We could all now have
Superman-like X-ray vision - thanks to researchers at MIT’s Computer Science
and Artificial Intelligence Laboratory.
Researchers
have long attempted to build a device capable of seeing people through walls. However,
previous efforts to develop such a system have involved the use of expensive
and bulky radar technology that uses a part of the electromagnetic spectrum
only available to the military.
Now
a system being developed by Dina Katabi, a professor in MIT’s Department of
Electrical Engineering and Computer Science, and her graduate student Fadel
Adib, could give all of us the ability to spot people in different rooms using
low-cost Wi-Fi technology.
“We
wanted to create a device that is low-power, portable and simple enough for
anyone to use, to give people the ability to see through walls and closed
doors,” Katabi said.
The
system, called “Wi-Vi,” is based on a concept similar to radar and sonar
imaging.
But
in contrast to radar and sonar, it transmits a low-power Wi-Fi signal and uses
its reflections to track moving humans.
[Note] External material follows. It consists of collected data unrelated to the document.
impl HuffmanTable {
    /// Assign prefix codes to the lines (B.3).
    ///
    /// Prefix lengths must not exceed 32.
    fn build(lines: &[TableLine]) -> Self {
        let max_len = lines.iter().map(|l| l.prefix_len).max().unwrap_or(0) as usize;

        // "1) Build a histogram in the array LENCOUNT counting the number of
        // times each prefix length value occurs in PREFLEN: LENCOUNT[I] is the
        // number of times that the value I occurs in the array PREFLEN."
        let mut len_count = vec![0_u64; max_len + 1];
        for l in lines {
            len_count[l.prefix_len as usize] += 1;
        }
        // "2) LENCOUNT[0] = 0"
        len_count[0] = 0;

        let mut coded = Vec::with_capacity(lines.len());
        let mut first_code = 0_u64;

        // "3) Set: CURLEN = 1; FIRSTCODE[0] = 0"
        for cur_len in 1..=max_len {
            // "a) Set: FIRSTCODE[CURLEN] = (FIRSTCODE[CURLEN – 1] +
            // LENCOUNT[CURLEN – 1]) × 2"
            first_code = (first_code + len_count[cur_len - 1]) << 1;
            let mut cur_code = first_code;

            // "b) For each line with PREFLEN[CURTEMP] = CURLEN, assign
            // CODES[CURTEMP] = CURCODE and increment CURCODE, in table order."
            for l in lines.iter().filter(|l| l.prefix_len as usize == cur_len) {
                coded.push(CodedLine {
                    code: cur_code as u32,
                    line: *l,
                });
                cur_code += 1;
            }
        }

        Self {
            has_oob: lines
                .iter()
                .any(|l| l.kind == LineKind::OutOfBand && l.prefix_len > 0),
            lines: coded,
        }
    }

    /// Whether this table can produce an out-of-band value.
    pub(crate) fn has_oob(&self) -> bool {
        self.has_oob
    }

    /// Decode a value, returning `None` for the out-of-band symbol (B.4).
    pub(crate) fn decode(&self, reader: &mut Reader<'_>) -> Result<Option<i32>> {
        let mut code = 0_u32;
        let mut len = 0_u8;

        for coded in &self.lines {
            while len < coded.line.prefix_len {
                code = (code << 1) | reader.read_bit()?;
                len += 1;
            }

            if coded.code != code {
                continue;
            }

            let line = coded.line;
            if line.kind == LineKind::OutOfBand {
                return Ok(None);
            }

            // "2) Read RANGELEN bits as HTOFFSET"
            let offset = i64::from(reader.read_bits(u32::from(line.range_len))?);
            let low = i64::from(line.range_low);

            let value = if line.kind == LineKind::Lower {
                low - offset
            } else {
                low + offset
            };

            return match i32::try_from(value) {
                Ok(v) => Ok(Some(v)),
                Err(_) => err!(HuffmanError::InvalidCode),
            };
        }

        err!(HuffmanError::InvalidCode)
    }

    /// Decode a value where out-of-band is not permitted.
    pub(crate) fn decode_value(&self, reader: &mut Reader<'_>) -> Result<i32> {
        self.decode(reader)?
            .ok_or_else(|| HuffmanError::UnexpectedOob.into())
    }

    /// Build a table whose `i`-th line decodes to `i` without range bits.
    ///
    /// Lines with a prefix length of 0 are not assigned a code.
    pub(crate) fn from_code_lengths(lengths: &[u8]) -> Self {
        let lines: Vec<_> = lengths
            .iter()
            .enumerate()
            .map(|(i, &len)| line(len, 0, i as i32))
            .collect();

        Self::build(&lines)
    }

    /// Read a table from the data of a tables segment (B.2).
    pub(crate) fn read_custom(reader: &mut Reader<'_>) -> Result<Self> {
        let flags = reader.read_byte()?;

        // "Bit 0: HTOOB"
        let has_oob = flags & 1 != 0;
        // "Bits 1-3: Number of bits used in code table line prefix size
        // fields (HTPS) minus one"
        let prefix_size = u32::from((flags >> 1) & 7) + 1;
        // "Bits 4-6: Number of bits used in code table line range size fields
        // (HTRS) minus one"
        let range_size = u32::from((flags >> 4) & 7) + 1;

        if flags & 0x80 != 0 {
            bail!(HuffmanError::InvalidTable);
        }

        let low = reader.read_i32()?;
        let high = reader.read_i32()?;

        if low > high {
            bail!(HuffmanError::InvalidTable);
        }

        let read_prefix_len = |reader: &mut Reader<'_>| -> Result<u8> {
            let len = reader.read_bits(prefix_size)?;
            if len > 32 {
                bail!(HuffmanError::InvalidTable);
            }
            Ok(len as u8)
        };

        let mut lines = Vec::new();
        let mut cur_range_low = i64::from(low);

        // "4) Decode each table line as follows [...] 5) Repeat step 4) until
        // CURRANGELOW ≥ HTHIGH."
        while cur_range_low < i64::from(high) {
            let prefix_len = read_prefix_len(reader)?;
            let range_len = reader.read_bits(range_size)?;

            if range_len > 31 {
                bail!(HuffmanError::InvalidTable);
            }

            lines.push(line(prefix_len, range_len as u8, cur_range_low as i32));
            cur_range_low += 1 << range_len;

            if cur_range_low > i64::from(i32::MAX) {
                bail!(HuffmanError::InvalidTable);
            }
        }

        // "6) Decode the lower range table line. [...] RANGELEN = 32;
        // RANGELOW = HTLOW – 1"
        let lower_low = low.checked_sub(1).ok_or(HuffmanError::InvalidTable)?;
        lines.push(lower(read_prefix_len(reader)?, lower_low));

        // "7) Decode the upper range table line. [...] RANGELEN = 32;
        // RANGELOW = CURRANGELOW"
        lines.push(upper(read_prefix_len(reader)?, cur_range_low as i32));

        // "8) If HTOOB is 1, then decode the out-of-band table line."
        if has_oob {
            lines.push(oob(read_prefix_len(reader)?));
        }

        Ok(Self::build(&lines))
    }
}
//! The arithmetic integer decoding procedure (A.2).

use crate::arithmetic_decoder::{ArithmeticDecoder, ContextTable};
use crate::error::{DecodeError, Result, SymbolError};

/// One IAx procedure with its own context memory.
///
/// "Each arithmetic integer decoding procedure requires 512 bytes of storage
/// for its context memory." (A.2)
pub(crate) struct IntegerDecoder {
    contexts: ContextTable,
}

impl IntegerDecoder {
    pub(crate) fn new() -> Self {
        Self {
            contexts: ContextTable::new(512),
        }
    }

    /// Decode a signed integer, or `None` for OOB.
    ///
    /// "The result of the integer arithmetic decoding procedure is equal to:
    /// V if S = 0; -V if S = 1 and V > 0; OOB if S = 1 and V = 0" (A.2)
    pub(crate) fn decode(&mut self, decoder: &mut ArithmeticDecoder<'_>) -> Result<Option<i32>> {
        // "1) Set: PREV = 1"
        let mut prev = 1_u32;

        let s = self.bit(decoder, &mut prev);

        // Figure A.1: each prefix bit selects the next, larger value range.
        const RANGES: [(u32, u32); 6] = [(2, 0), (4, 4), (6, 20), (8, 84), (12, 340), (32, 4436)];

        let mut range = RANGES[RANGES.len() - 1];
        for &candidate in &RANGES[..RANGES.len() - 1] {
            if self.bit(decoder, &mut prev) == 0 {
                range = candidate;
                break;
            }
        }

        let (bits, offset) = range;
        let mut magnitude = 0_u64;
        for _ in 0..bits {
            magnitude = (magnitude << 1) | u64::from(self.bit(decoder, &mut prev));
        }

        let v = i32::try_from(magnitude + u64::from(offset)).map_err(|_| DecodeError::Overflow)?;

        Ok(match (s, v) {
            (0, v) => Some(v),
            (_, 0) => None,
            (_, v) => Some(-v),
        })
    }

    /// Decode a value where out-of-band is not permitted.
    pub(crate) fn decode_value(&mut self, decoder: &mut ArithmeticDecoder<'_>) -> Result<i32> {
        self.decode(decoder)?
            .ok_or_else(|| SymbolError::UnexpectedOob.into())
    }

    /// Decode one bit with context PREV and shift it in.
    ///
    /// "If PREV < 256 set: PREV = (PREV << 1) OR D
    /// Otherwise set: PREV = (((PREV << 1) OR D) AND 511) OR 256" (A.2)
    #[inline]
    fn bit(&mut self, decoder: &mut ArithmeticDecoder<'_>, prev: &mut u32) -> u32 {
        let d = decoder.decode(self.contexts.get(*prev & 0x1FF));

        *prev = if *prev < 256 {
            (*prev << 1) | d
        } else {
            (((*prev << 1) | d) & 511) | 256
        };

        d
    }
}

/// The named IAx procedures used by symbol dictionaries and text regions
/// (Tables 31 and 35), each with independent contexts.
pub(crate) struct IntegerDecoders {
    /// IADH: delta height.
    pub(crate) dh: IntegerDecoder,
    /// IADW: delta width.
    pub(crate) dw: IntegerDecoder,
    /// IAEX: export flag run lengths.
    pub(crate) ex: IntegerDecoder,
    /// IAAI: aggregate symbol instance count.
    pub(crate) ai: IntegerDecoder,
    /// IADT: strip delta T.
    pub(crate) dt: IntegerDecoder,
    /// IAFS: first symbol S coordinate.
    pub(crate) fs: IntegerDecoder,
    /// IADS: symbol S difference.
    pub(crate) ds: IntegerDecoder,
    /// IAIT: symbol T coordinate within the strip.
    pub(crate) it: IntegerDecoder,
    /// IARI: refinement indicator.
    pub(crate) ri: IntegerDecoder,
    /// IARDW: refinement delta width.
    pub(crate) rdw: IntegerDecoder,
    /// IARDH: refinement delta height.
    pub(crate) rdh: IntegerDecoder,
    /// IARDX: refinement X offset.
    pub(crate) rdx: IntegerDecoder,
    /// IARDY: refinement Y offset.
    pub(crate) rdy: IntegerDecoder,
}

impl IntegerDecoders {
    pub(crate) fn new() -> Self {
        Self {
            dh: IntegerDecoder::new(),
            dw: IntegerDecoder::new(),
            ex: IntegerDecoder::new(),
            ai: IntegerDecoder::new(),
            dt: IntegerDecoder::new(),
            fs: IntegerDecoder::new(),
            ds: IntegerDecoder::new(),
            it: IntegerDecoder::new(),
            ri: IntegerDecoder::new(),
            rdw: IntegerDecoder::new(),
            rdh: IntegerDecoder::new(),
            rdx: IntegerDecoder::new(),
            rdy: IntegerDecoder::new(),
        }
    }
}
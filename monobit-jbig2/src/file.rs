//! Standalone file organizations (Annex D) and embedded segment streams.

use crate::error::{FormatError, Result, bail};
use crate::reader::Reader;
use crate::segment::{Segment, SegmentType, parse_header, parse_segment, read_data};

/// "This is an 8-byte sequence containing 0x97 0x4A 0x42 0x32 0x0D 0x0A 0x1A
/// 0x0A." (D.4.1)
const ID_STRING: [u8; 8] = [0x97, 0x4A, 0x42, 0x32, 0x0D, 0x0A, 0x1A, 0x0A];

/// The way segment headers and segment data are arranged in a standalone file.
#[derive(Debug, Clone, Copy, PartialEq, Eq)]
pub enum FileOrganization {
    /// Every segment header is directly followed by its data. (D.1)
    Sequential,
    /// All segment headers come first, followed by the data of every segment
    /// in the same order. (D.2)
    RandomAccess,
}

/// The header of a standalone JBIG2 file (D.4).
#[derive(Debug, Clone, Copy, PartialEq, Eq)]
pub struct FileHeader {
    /// "Bit 0: File organization type." (D.4.2)
    pub organization: FileOrganization,
    /// The number of pages, or `None` if it was unknown when the file was
    /// written.
    pub page_count: Option<u32>,
    /// "Bit 2: If this bit is 0, no generic region segments uses the templates
    /// with 12 AT pixels." (D.4.2)
    pub uses_extended_templates: bool,
    /// "Bit 3: If this bit is 0, no region segment is extended to be
    /// coloured." (D.4.2)
    pub contains_coloured_regions: bool,
}

/// Parse a standalone file into its header and its segments.
pub(crate) fn parse_file(data: &[u8]) -> Result<(FileHeader, Vec<Segment<'_>>)> {
    let mut reader = Reader::new(data);
    let header = parse_file_header(&mut reader)?;

    let segments = match header.organization {
        FileOrganization::Sequential => parse_sequential(&mut reader)?,
        FileOrganization::RandomAccess => parse_random_access(&mut reader)?,
    };

    Ok((header, segments))
}

/// Parse a bare sequence of segments, as embedded in a PDF image stream.
///
/// "The file header, end-of-file segment and end-of-page segments are not
/// used." (PDF 1.4, 3.3.6)
pub(crate) fn parse_embedded(data: &[u8]) -> Result<Vec<Segment<'_>>> {
    parse_sequential(&mut Reader::new(data))
}

fn parse_file_header(reader: &mut Reader<'_>) -> Result<FileHeader> {
    if reader.read_bytes(8).ok() != Some(ID_STRING.as_slice()) {
        bail!(FormatError::InvalidHeader);
    }

    let flags = reader.read_byte()?;

    // "Bits 4-7: Reserved; must be 0."
    if flags & 0xF0 != 0 {
        bail!(FormatError::ReservedBits);
    }

    // "If this bit is 0, the file uses the random-access organization. If this
    // bit is 1, the file uses the sequential organization."
    let organization = if flags & 0x01 != 0 {
        FileOrganization::Sequential
    } else {
        FileOrganization::RandomAccess
    };

    // "This is a 4-byte field, and is not present if the "unknown number of
    // pages" bit was 1." (D.4.3)
    let page_count = if flags & 0x02 != 0 {
        None
    } else {
        Some(reader.read_u32()?)
    };

    Ok(FileHeader {
        organization,
        page_count,
        uses_extended_templates: flags & 0x04 != 0,
        contains_coloured_regions: flags & 0x08 != 0,
    })
}

fn parse_sequential<'a>(reader: &mut Reader<'a>) -> Result<Vec<Segment<'a>>> {
    let mut segments = Vec::new();

    while !reader.at_end() {
        let segment = parse_segment(reader)?;
        // "If a file contains an end of file segment, it must be the last
        // segment." (7.4.11)
        let is_end = segment.header.segment_type == SegmentType::EndOfFile;
        segments.push(segment);

        if is_end {
            break;
        }
    }

    Ok(segments)
}

fn parse_random_access<'a>(reader: &mut Reader<'a>) -> Result<Vec<Segment<'a>>> {
    let mut headers = Vec::new();

    while !reader.at_end() {
        let header = parse_header(reader)?;
        let is_end = header.segment_type == SegmentType::EndOfFile;
        headers.push(header);

        if is_end {
            break;
        }
    }

    headers
        .into_iter()
        .map(|header| read_data(reader, header))
        .collect()
}

#[cfg(test)]
mod tests {
    use super::*;
    use crate::error::DecodeError;

    // Segment 0: end of page for page 1, no data.
    const END_OF_PAGE: [u8; 11] = [0, 0, 0, 0, 0x31, 0x00, 0x01, 0, 0, 0, 0];
    // Segment 1: end of file, no data.
    const END_OF_FILE: [u8; 11] = [0, 0, 0, 1, 0x33, 0x00, 0x00, 0, 0, 0, 0];

    fn file(flags: u8, page_count: Option<u32>) -> Vec<u8> {
        let mut data = ID_STRING.to_vec();
        data.push(flags);
        if let Some(count) = page_count {
            data.extend(count.to_be_bytes());
        }
        data
    }

    #[test]
    fn sequential_file() {
        let mut data = file(0x01, Some(1));
        data.extend(END_OF_PAGE);
        data.extend(END_OF_FILE);
        // Anything after the end of file segment is ignored.
        data.extend([0xAB; 3]);

        let (header, segments) = parse_file(&data).unwrap();
        assert_eq!(header.organization, FileOrganization::Sequential);
        assert_eq!(header.page_count, Some(1));
        assert_eq!(segments.len(), 2);
        assert_eq!(segments[1].header.segment_type, SegmentType::EndOfFile);
    }

    #[test]
    fn random_access_file() {
        // Two segments with data "AB" and "C", headers first.
        let mut data = file(0x02 | 0x04, None);
        data.extend([0, 0, 0, 0, 0x3E, 0x00, 0x01, 0, 0, 0, 2]);
        data.extend([0, 0, 0, 1, 0x3E, 0x00, 0x01, 0, 0, 0, 1]);
        data.extend(END_OF_FILE.map(|b| if b == 1 { 2 } else { b }));
        data.extend(b"ABC");

        let (header, segments) = parse_file(&data).unwrap();
        assert_eq!(header.organization, FileOrganization::RandomAccess);
        assert_eq!(header.page_count, None);
        assert!(header.uses_extended_templates);
        assert!(!header.contains_coloured_regions);
        assert_eq!(segments.len(), 3);
        assert_eq!(segments[0].data, b"AB");
        assert_eq!(segments[1].data, b"C");
    }

    #[test]
    fn invalid_headers() {
        assert_eq!(
            parse_file(&[0x97, 0x4A, 0x42]).unwrap_err(),
            DecodeError::Format(FormatError::InvalidHeader)
        );
        assert_eq!(
            parse_file(&file(0x11, Some(1))).unwrap_err(),
            DecodeError::Format(FormatError::ReservedBits)
        );
    }

    #[test]
    fn embedded_stream() {
        let segments = parse_embedded(&END_OF_PAGE).unwrap();
        assert_eq!(segments.len(), 1);
        assert_eq!(segments[0].header.page_association, 1);
    }
}
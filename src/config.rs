// src/config.rs
use std::env;
use std::net::{IpAddr, SocketAddr};
use std::str::FromStr;

use crate::error::{Error, Result};

#[derive(Debug, Clone, PartialEq, Eq)]
pub struct Config {
    pub database_url: String,
    pub host: IpAddr,
    pub port: u16,
    pub max_connections: u32,
    pub run_migrations: bool,
    pub cors_origin: Option<String>,
}

impl Config {
    /// Reads `.env` (if present) and then the process environment.
    pub fn from_env() -> Result<Self> {
        dotenvy::dotenv().ok();
        Self::from_lookup(|key| env::var(key).ok())
    }

    pub fn from_lookup<F>(lookup: F) -> Result<Self>
    where
        F: Fn(&str) -> Option<String>,
    {
        let database_url = lookup("DATABASE_URL")
            .filter(|url| !url.is_empty())
            .ok_or_else(|| Error::Config("DATABASE_URL must be set".to_string()))?;

        Ok(Self {
            database_url,
            host: parse_or(&lookup, "HOST", IpAddr::from([0, 0, 0, 0]))?,
            port: parse_or(&lookup, "PORT", 3030)?,
            max_connections: parse_or(&lookup, "DB_MAX_CONNECTIONS", 5)?,
            run_migrations: parse_or(&lookup, "RUN_MIGRATIONS", true)?,
            cors_origin: lookup("CORS_ORIGIN").filter(|origin| !origin.is_empty()),
        })
    }

    pub fn bind_addr(&self) -> SocketAddr {
        SocketAddr::new(self.host, self.port)
    }
}

fn parse_or<F, T>(lookup: &F, key: &str, default: T) -> Result<T>
where
    F: Fn(&str) -> Option<String>,
    T: FromStr,
{
    match lookup(key) {
        None => Ok(default),
        Some(raw) => raw
            .trim()
            .parse()
            .map_err(|_| Error::Config(format!("{key} has an invalid value: {raw:?}"))),
    }
}
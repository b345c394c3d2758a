// src/state.rs
use std::sync::Arc;

use crate::store::PollStore;

#[derive(Clone)]
pub struct AppState {
    pub store: Arc<dyn PollStore>,
}

impl AppState {
    pub fn new(store: Arc<dyn PollStore>) -> Self {
        Self { store }
    }
}
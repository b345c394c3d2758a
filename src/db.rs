// src/db.rs
use async_trait::async_trait;
use chrono::{DateTime, Utc};
use sqlx::postgres::PgPoolOptions;
use sqlx::{PgPool, Pool, Postgres};
use tracing::{debug, info};

use crate::error::{Error, Result};
use crate::models::{Choice, Question};
use crate::store::{validate_text, PollStore};

pub static MIGRATOR: sqlx::migrate::Migrator = sqlx::migrate!("./migrations");

pub async fn create_pool(database_url: &str, max_connections: u32) -> Result<Pool<Postgres>> {
    let pool = PgPoolOptions::new()
        .max_connections(max_connections)
        .connect(database_url)
        .await?;
    Ok(pool)
}

pub async fn run_migrations(pool: &PgPool) -> Result<()> {
    MIGRATOR.run(pool).await?;
    info!("database migrations applied");
    Ok(())
}

/// Postgres-backed [`PollStore`].
#[derive(Debug, Clone)]
pub struct PgStore {
    pool: PgPool,
}

impl PgStore {
    pub fn new(pool: PgPool) -> Self {
        Self { pool }
    }
}

#[async_trait]
impl PollStore for PgStore {
    async fn latest_published(&self, now: DateTime<Utc>, limit: i64) -> Result<Vec<Question>> {
        let questions = sqlx::query_as::<_, Question>(
            r#"
            SELECT q.id, q.question_text, q.pub_date
            FROM questions q
            WHERE q.pub_date <= $1
              AND EXISTS (SELECT 1 FROM choices c WHERE c.question_id = q.id)
            ORDER BY q.pub_date DESC, q.id DESC
            LIMIT $2
            "#,
        )
        .bind(now)
        .bind(limit)
        .fetch_all(&self.pool)
        .await?;
        Ok(questions)
    }

    async fn question_by_id(&self, id: i64) -> Result<Option<Question>> {
        let question = sqlx::query_as::<_, Question>(
            "SELECT id, question_text, pub_date FROM questions WHERE id = $1",
        )
        .bind(id)
        .fetch_optional(&self.pool)
        .await?;
        Ok(question)
    }

    async fn choices_for_question(&self, question_id: i64) -> Result<Vec<Choice>> {
        let choices = sqlx::query_as::<_, Choice>(
            r#"
            SELECT id, question_id, choice_text, votes
            FROM choices
            WHERE question_id = $1
            ORDER BY id
            "#,
        )
        .bind(question_id)
        .fetch_all(&self.pool)
        .await?;
        Ok(choices)
    }

    async fn increment_votes(&self, question_id: i64, choice_id: i64) -> Result<Option<Choice>> {
        debug!(question_id, choice_id, "incrementing vote count");
        // Single statement: the database serializes concurrent increments.
        let choice = sqlx::query_as::<_, Choice>(
            r#"
            UPDATE choices
            SET votes = votes + 1
            WHERE id = $1 AND question_id = $2
            RETURNING id, question_id, choice_text, votes
            "#,
        )
        .bind(choice_id)
        .bind(question_id)
        .fetch_optional(&self.pool)
        .await?;
        Ok(choice)
    }

    async fn insert_question(
        &self,
        question_text: &str,
        pub_date: DateTime<Utc>,
    ) -> Result<Question> {
        validate_text("question_text", question_text)?;
        let question = sqlx::query_as::<_, Question>(
            r#"
            INSERT INTO questions (question_text, pub_date)
            VALUES ($1, $2)
            RETURNING id, question_text, pub_date
            "#,
        )
        .bind(question_text)
        .bind(pub_date)
        .fetch_one(&self.pool)
        .await?;
        Ok(question)
    }

    async fn insert_choice(&self, question_id: i64, choice_text: &str) -> Result<Choice> {
        validate_text("choice_text", choice_text)?;
        let inserted = sqlx::query_as::<_, Choice>(
            r#"
            INSERT INTO choices (question_id, choice_text)
            VALUES ($1, $2)
            RETURNING id, question_id, choice_text, votes
            "#,
        )
        .bind(question_id)
        .bind(choice_text)
        .fetch_one(&self.pool)
        .await;

        match inserted {
            Ok(choice) => Ok(choice),
            Err(sqlx::Error::Database(e)) if e.is_foreign_key_violation() => Err(
                Error::NotFound(format!("question {question_id} does not exist")),
            ),
            Err(e) => Err(e.into()),
        }
    }

    async fn delete_question(&self, id: i64) -> Result<bool> {
        let result = sqlx::query("DELETE FROM questions WHERE id = $1")
            .bind(id)
            .execute(&self.pool)
            .await?;
        Ok(result.rows_affected() > 0)
    }
}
It can do so even if the humans are in
closed rooms or hiding behind a wall.
To
do this, the system uses two transmit antennas and a single receiver.
The
two antennas transmit almost identical signals, except that the signal from the
second receiver is the inverse of the first.
As
a result, the two signals interfere with each other in such a way as to cancel
each other out.
Since
any static objects that the signals hit — including the wall — create identical
reflections, they too are cancelled out by this nulling effect.
In
this way, only those reflections that change between the two signals, such as
those from a moving object, arrive back at the receiver, Adib said.